Please reproduce, exactly and with nothing added, the lines of the material below that run from the one containing "meta.signed_id = Some(handle.signed_id);" to the end.

____________

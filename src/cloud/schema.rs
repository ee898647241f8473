//! Wire schema for the collector service
//!
//! These types define the JSON document the collector accepts. The report
//! is assembled once per scan and is immutable afterwards, except for the
//! signed storage handle attached between upload and notification.

use serde::{Deserialize, Serialize};
use std::collections::BTreeMap;

use crate::scan::{Component, DataType, Finding, IgnoreMeta, ProcessingError, SeverityMeta};

/// Identity of the scanned repository, as the collector expects it.
///
/// Either fully populated from verified git context, or degraded to just
/// `target` and `found_languages` when verification was impossible and the
/// caller allowed it.
#[derive(Debug, Clone, Default, PartialEq, Serialize, Deserialize)]
pub struct Meta {
    /// Internal repository ID assigned by the hosting provider
    #[serde(default, skip_serializing_if = "String::is_empty")]
    pub id: String,

    #[serde(default, skip_serializing_if = "String::is_empty")]
    pub host: String,

    #[serde(default, skip_serializing_if = "String::is_empty")]
    pub username: String,

    #[serde(default, skip_serializing_if = "String::is_empty")]
    pub name: String,

    #[serde(default, skip_serializing_if = "String::is_empty")]
    pub full_name: String,

    /// Origin URL of the repository
    #[serde(default, skip_serializing_if = "String::is_empty")]
    pub url: String,

    /// Path that was scanned
    #[serde(default)]
    pub target: String,

    /// Commit hash the scan ran against
    #[serde(default, skip_serializing_if = "String::is_empty")]
    pub sha: String,

    #[serde(default, skip_serializing_if = "String::is_empty")]
    pub current_branch: String,

    #[serde(default, skip_serializing_if = "String::is_empty")]
    pub default_branch: String,

    #[serde(default, skip_serializing_if = "String::is_empty")]
    pub diff_base_branch: String,

    /// Version of the rule set the scan ran with
    #[serde(default, skip_serializing_if = "String::is_empty")]
    pub rules_version: String,

    /// Version of the scanner that produced the report
    #[serde(default, skip_serializing_if = "String::is_empty")]
    pub beacon_version: String,

    /// Languages detected in the scanned tree, with their line counts
    #[serde(default, skip_serializing_if = "BTreeMap::is_empty")]
    pub found_languages: BTreeMap<String, i64>,

    /// Signed storage handle, attached after a successful upload
    #[serde(default, skip_serializing_if = "Option::is_none")]
    pub signed_id: Option<String>,

    /// Human-readable error carried over from the scan session, if any
    #[serde(default, skip_serializing_if = "Option::is_none")]
    pub error: Option<String>,
}

impl Meta {
    /// Degraded identity for environments without usable git context:
    /// only the scan target and detected languages are populated.
    pub fn degraded(target: String, found_languages: BTreeMap<String, i64>) -> Self {
        Self {
            target,
            found_languages,
            ..Self::default()
        }
    }
}

/// A finding in the collector's shape: the raw finding, its severity
/// classification pulled up to the top level, and suppression details
/// when the finding was ignored.
#[derive(Debug, Clone, PartialEq, Serialize, Deserialize)]
pub struct CloudFinding {
    pub finding: Finding,
    pub severity_meta: SeverityMeta,
    #[serde(default, skip_serializing_if = "Option::is_none")]
    pub ignore_meta: Option<IgnoreMeta>,
}

/// The complete report document sent to the collector
#[derive(Debug, Clone, Default, PartialEq, Serialize, Deserialize)]
pub struct CloudReport {
    pub meta: Meta,

    /// Active findings, keyed by severity label
    #[serde(default)]
    pub findings: BTreeMap<String, Vec<CloudFinding>>,

    /// Suppressed findings, keyed by severity label
    #[serde(default)]
    pub ignored_findings: BTreeMap<String, Vec<CloudFinding>>,

    #[serde(default)]
    pub data_types: Vec<DataType>,

    #[serde(default)]
    pub components: Vec<Component>,

    #[serde(default)]
    pub errors: Vec<ProcessingError>,

    /// Discovered files, resolvable relative to the scan target
    #[serde(default)]
    pub files: Vec<String>,
}
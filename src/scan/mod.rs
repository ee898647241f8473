//! Scan results input model
//!
//! The scanning engine writes a JSON document when it finishes; Beacon
//! reads that document and delivers it. Findings are grouped by severity
//! label. Grouping order across severities carries no meaning, but the
//! order of findings within a severity is preserved end to end.

use anyhow::{Context, Result};
use serde::{Deserialize, Serialize};
use std::collections::BTreeMap;
use std::fs;
use std::path::Path;

pub mod dataflow;
pub mod findings;

pub use dataflow::{Component, DataType, DataTypeDetector, Dataflow, Location, ProcessingError};
pub use findings::{Finding, GenericFinding, IgnoreMeta, IgnoredFinding, SeverityMeta};

/// Everything a finished scan produced, as read from the engine's
/// results document
#[derive(Debug, Clone, Default, PartialEq, Serialize, Deserialize)]
pub struct ReportData {
    /// Languages detected in the scanned tree, with their line counts
    #[serde(default)]
    pub found_languages: BTreeMap<String, i64>,

    /// Active findings, keyed by severity label
    #[serde(default)]
    pub findings_by_severity: BTreeMap<String, Vec<Finding>>,

    /// Suppressed findings, keyed by severity label
    #[serde(default)]
    pub ignored_findings_by_severity: BTreeMap<String, Vec<IgnoredFinding>>,

    #[serde(default)]
    pub dataflow: Dataflow,

    /// Paths the engine discovered, relative to the scan target
    #[serde(default)]
    pub files: Vec<String>,
}

impl ReportData {
    /// Read a scan results document from disk
    pub fn from_file(path: &Path) -> Result<Self> {
        let content = fs::read_to_string(path)
            .with_context(|| format!("Failed to read scan results: {}", path.display()))?;

        serde_json::from_str(&content)
            .with_context(|| format!("Invalid scan results document: {}", path.display()))
    }
}
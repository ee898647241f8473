//! Git context extraction for report attribution
//!
//! The collector attributes every report to a repository, so Beacon pulls
//! identity facts out of the checkout being scanned: current branch,
//! default branch, commit hash and origin URL. CI environments often run
//! scans on detached heads or shallow clones where some of these facts are
//! missing; the documented `BEARER_*` environment overrides fill the gaps
//! and always win over what libgit2 reports.

use git2::Repository;
use std::path::Path;
use tracing::debug;

/// Per-field environment overrides, part of the documented user contract.
pub mod overrides {
    /// Branch being scanned
    pub const BRANCH: &str = "BEARER_BRANCH";
    /// Default branch of the repository
    pub const DEFAULT_BRANCH: &str = "BEARER_DEFAULT_BRANCH";
    /// Hash of the current commit
    pub const COMMIT: &str = "BEARER_COMMIT";
    /// Origin URL of the repository
    pub const REPOSITORY_URL: &str = "BEARER_REPOSITORY_URL";
}

/// Repository facts used to attribute a scan.
///
/// Empty strings mean "could not be determined"; the metadata resolver
/// decides which fields are required.
#[derive(Debug, Clone, Default, PartialEq)]
pub struct GitContext {
    /// Internal repository ID assigned by the hosting provider, when known
    pub id: String,
    /// Hosting provider, e.g. "github.com"
    pub host: String,
    /// Owner or organisation part of the repository path
    pub owner: String,
    /// Repository name
    pub name: String,
    /// "owner/name"
    pub full_name: String,
    pub origin_url: String,
    pub branch: String,
    pub default_branch: String,
    /// Base branch for diff scans, empty for full scans
    pub base_branch: String,
    pub commit_hash: String,
}

impl GitContext {
    /// Discover the repository containing `target` and extract its context.
    ///
    /// Returns `None` when `target` is not inside a git repository; whether
    /// that is fatal is the metadata resolver's decision, not ours.
    pub fn discover(target: &Path, base_branch: Option<&str>) -> Option<Self> {
        let repo = match Repository::discover(target) {
            Ok(repo) => repo,
            Err(err) => {
                debug!("no git repository at {}: {}", target.display(), err);
                return None;
            }
        };

        let mut context = Self::from_repository(&repo);
        context.base_branch = base_branch.unwrap_or_default().to_string();
        context.apply_overrides(|name| std::env::var(name).ok());
        context.derive_identity();

        Some(context)
    }

    /// Extract what libgit2 can tell us, leaving unknown fields empty
    fn from_repository(repo: &Repository) -> Self {
        let mut context = Self::default();

        if let Ok(head) = repo.head() {
            // A detached HEAD has no branch name
            match head.shorthand() {
                Some(name) if name != "HEAD" => context.branch = name.to_string(),
                _ => {}
            }

            if let Ok(commit) = head.peel_to_commit() {
                context.commit_hash = commit.id().to_string();
            }
        }

        if let Ok(remote) = repo.find_remote("origin") {
            if let Some(url) = remote.url() {
                context.origin_url = url.to_string();
            }
        }

        if let Ok(reference) = repo.find_reference("refs/remotes/origin/HEAD") {
            if let Some(target) = reference.symbolic_target() {
                if let Some(name) = target.strip_prefix("refs/remotes/origin/") {
                    context.default_branch = name.to_string();
                }
            }
        }

        context
    }

    /// Apply the per-field environment overrides. An override always wins
    /// over the value extracted from the repository.
    pub fn apply_overrides(&mut self, lookup: impl Fn(&str) -> Option<String>) {
        if let Some(branch) = lookup(overrides::BRANCH) {
            self.branch = branch;
        }
        if let Some(default_branch) = lookup(overrides::DEFAULT_BRANCH) {
            self.default_branch = default_branch;
        }
        if let Some(commit) = lookup(overrides::COMMIT) {
            self.commit_hash = commit;
        }
        if let Some(url) = lookup(overrides::REPOSITORY_URL) {
            self.origin_url = url;
        }
    }

    /// Fill host/owner/name/full_name from the origin URL. Runs after
    /// overrides so `BEARER_REPOSITORY_URL` feeds the derived fields too.
    pub fn derive_identity(&mut self) {
        if let Some((host, owner, name)) = parse_origin_url(&self.origin_url) {
            self.full_name = format!("{owner}/{name}");
            self.host = host;
            self.owner = owner;
            self.name = name;
        }
    }
}

/// Split an origin URL into (host, owner, name).
///
/// Handles the scp-like syntax (`git@host:owner/name.git`) and URL schemes
/// (`https://host/owner/name`, `ssh://git@host/owner/name`). The owner part
/// keeps intermediate path segments, so nested groups survive.
fn parse_origin_url(url: &str) -> Option<(String, String, String)> {
    let url = url.trim().trim_end_matches('/');
    let url = url.strip_suffix(".git").unwrap_or(url);
    if url.is_empty() {
        return None;
    }

    let (host, path) = if let Some((_, rest)) = url.split_once("://") {
        let without_user = rest.split_once('@').map(|(_, r)| r).unwrap_or(rest);
        without_user.split_once('/')?
    } else if let Some(rest) = url
        .split_once('@')
        .filter(|(user, _)| !user.contains('/'))
        .map(|(_, rest)| rest)
    {
        // scp-like syntax: user@host:owner/name
        rest.split_once(':')?
    } else {
        return None;
    };

    let path = path.trim_matches('/');
    let (owner, name) = path.rsplit_once('/')?;
    if host.is_empty() || owner.is_empty() || name.is_empty() {
        return None;
    }

    Some((host.to_string(), owner.to_string(), name.to_string()))
}
//! Upload coordination
//!
//! Two-phase delivery: transfer the packaged artifact to object storage,
//! then notify the collector that the scan finished, with the storage
//! handle attached to the report identity. A failure in either phase is a
//! single delivery failure to the caller; there is no partial success and
//! no retry.

use std::path::PathBuf;
use thiserror::Error;

use super::package::PackagedArtifact;
use super::schema::Meta;
use crate::api::ApiError;

/// Fixed name prefix the collector files uploads under
pub const UPLOAD_FILE_PREFIX: &str = "security_report";

const REPORT_CONTENT_TYPE: &str = "application/json";
const REPORT_CONTENT_ENCODING: &str = "gzip";

/// Storage upload request handed to the collector client
#[derive(Debug, Clone)]
pub struct UploadRequest {
    pub file_path: PathBuf,
    pub file_prefix: String,
    pub content_type: String,
    pub content_encoding: String,
}

/// Opaque signed reference returned by object storage after a successful
/// transfer; lets the collector retrieve the artifact later
#[derive(Debug, Clone, PartialEq, Eq)]
pub struct UploadHandle {
    pub signed_id: String,
}

/// The remote collector seam.
///
/// The HTTP client implements this for real; tests substitute a stub so
/// delivery semantics can be exercised without a network.
pub trait Collector {
    /// Transfer a local file to object storage under the given prefix,
    /// returning the storage handle
    fn upload_file(&self, request: &UploadRequest) -> Result<UploadHandle, ApiError>;

    /// Tell the collector the scan is complete
    fn scan_finished(&self, meta: &Meta) -> Result<(), ApiError>;
}

/// Which delivery phase failed
#[derive(Debug, Error)]
pub enum SendError {
    #[error("artifact upload failed: {0}")]
    Upload(#[source] ApiError),

    #[error("scan finished notification failed: {0}")]
    Notification(#[source] ApiError),
}

/// Deliver a packaged report.
///
/// On success the storage handle has been attached to `meta` and the
/// collector has acknowledged the notification. The artifact must already
/// exist: packaging failures short-circuit before this is ever called.
pub fn deliver_report<C: Collector>(
    collector: &C,
    meta: &mut Meta,
    artifact: &PackagedArtifact,
) -> Result<(), SendError> {
    let request = UploadRequest {
        file_path: artifact.path().to_path_buf(),
        file_prefix: UPLOAD_FILE_PREFIX.to_string(),
        content_type: REPORT_CONTENT_TYPE.to_string(),
        content_encoding: REPORT_CONTENT_ENCODING.to_string(),
    };

    let handle = collector.upload_file(&request).map_err(SendError::Upload)?;
    meta.signed_id = Some(handle.signed_id);

    collector.scan_finished(meta).map_err(SendError::Notification)
}
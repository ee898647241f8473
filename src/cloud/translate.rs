//! Findings translation into the wire schema
//!
//! A pure mapping from the engine's severity-grouped findings to
//! [`CloudFinding`] records. Severity keys and per-severity order are
//! preserved; nothing is dropped, duplicated or moved between groups.

use std::collections::BTreeMap;

use super::schema::CloudFinding;
use crate::scan::GenericFinding;

/// Translate one severity-grouped findings map.
///
/// Works for any finding representation exposing the [`GenericFinding`]
/// capabilities, so active and ignored findings go through the same code.
pub fn translate_findings_by_severity<F: GenericFinding>(
    findings_by_severity: &BTreeMap<String, Vec<F>>,
) -> BTreeMap<String, Vec<CloudFinding>> {
    let mut translated: BTreeMap<String, Vec<CloudFinding>> = BTreeMap::new();

    for (severity, findings) in findings_by_severity {
        for entry in findings {
            let finding = entry.finding();
            translated
                .entry(severity.clone())
                .or_default()
                .push(CloudFinding {
                    finding: finding.clone(),
                    severity_meta: finding.severity_meta.clone(),
                    ignore_meta: entry.ignore_meta().cloned(),
                });
        }
    }

    translated
}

____________

→ **Solution to this exercise**
    meta.signed_id = Some(handle.signed_id);

    collector.scan_finished(meta).map_err(SendError::Notification)
}
repository ee898647241f8473
filename src/cloud/translate.rs
//! Findings translation into the wire schema
//!
//! A pure mapping from the engine's severity-grouped findings to
//! [`CloudFinding`] records. Severity keys and per-severity order are
//! preserved; nothing is dropped, duplicated or moved between groups.

use std::collections::BTreeMap;

use super::schema::CloudFinding;
use crate::scan::GenericFinding;

/// Translate one severity-grouped findings map.
///
/// Works for any finding representation exposing the [`GenericFinding`]
/// capabilities, so active and ignored findings go through the same code.
pub fn translate_findings_by_severity<F: GenericFinding>(
    findings_by_severity: &BTreeMap<String, Vec<F>>,
) -> BTreeMap<String, Vec<CloudFinding>> {
    let mut translated: BTreeMap<String, Vec<CloudFinding>> = BTreeMap::new();

    for (severity, findings) in findings_by_severity {
        for entry in findings {
            let finding = entry.finding();
            translated
                .entry(severity.clone())
                .or_default()
                .push(CloudFinding {
                    finding: finding.clone(),
                    severity_meta: finding.severity_meta.clone(),
                    ignore_meta: entry.ignore_meta().cloned(),
                });
        }
    }

    translated
}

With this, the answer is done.